Reproduce the entries below in full, word for word.

§ **INFORMATION PROVIDED**:

[Start of section]

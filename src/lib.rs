//! Heuristic heads-up Texas hold'em bots.
//!
//! The interesting part of this crate is the opponent-range estimation and
//! hand-strength evaluation subsystem in [`holdem`]: Monte Carlo win
//! probability estimation against a random or a pinned opponent, strength
//! against an explicit candidate range, range generation and pruning, and
//! positive/negative hand potential.
//!
//! [`core`] holds the poker-agnostic card machinery, and [`engine`] holds
//! the value types a game engine feeds to a bot plus the bots themselves.
//! The engine's round state machine and the bot/engine transport are
//! external collaborators and are not part of this crate.

/// Poker-agnostic card, deck, and hand ranking code.
pub mod core;
/// The engine-facing surface: state types, actions, and the bots.
pub mod engine;
/// Hold'em strength estimation, opponent ranges, and hand potential.
pub mod holdem;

[End of section]

§ **EXERCISE RESPONSE**:
filename src/lib.rs
//! Heuristic heads-up Texas hold'em bots.
//!
//! The interesting part of this crate is the opponent-range estimation and
//! hand-strength evaluation subsystem in [`holdem`]: Monte Carlo win
//! probability estimation against a random or a pinned opponent, strength
//! against an explicit candidate range, range generation and pruning, and
//! positive/negative hand potential.
//!
//! [`core`] holds the poker-agnostic card machinery, and [`engine`] holds
//! the value types a game engine feeds to a bot plus the bots themselves.
//! The engine's round state machine and the bot/engine transport are
//! external collaborators and are not part of this crate.

/// Poker-agnostic card, deck, and hand ranking code.
pub mod core;
/// The engine-facing surface: state types, actions, and the bots.
pub mod engine;
/// Hold'em strength estimation, opponent ranges, and hand potential.
pub mod holdem;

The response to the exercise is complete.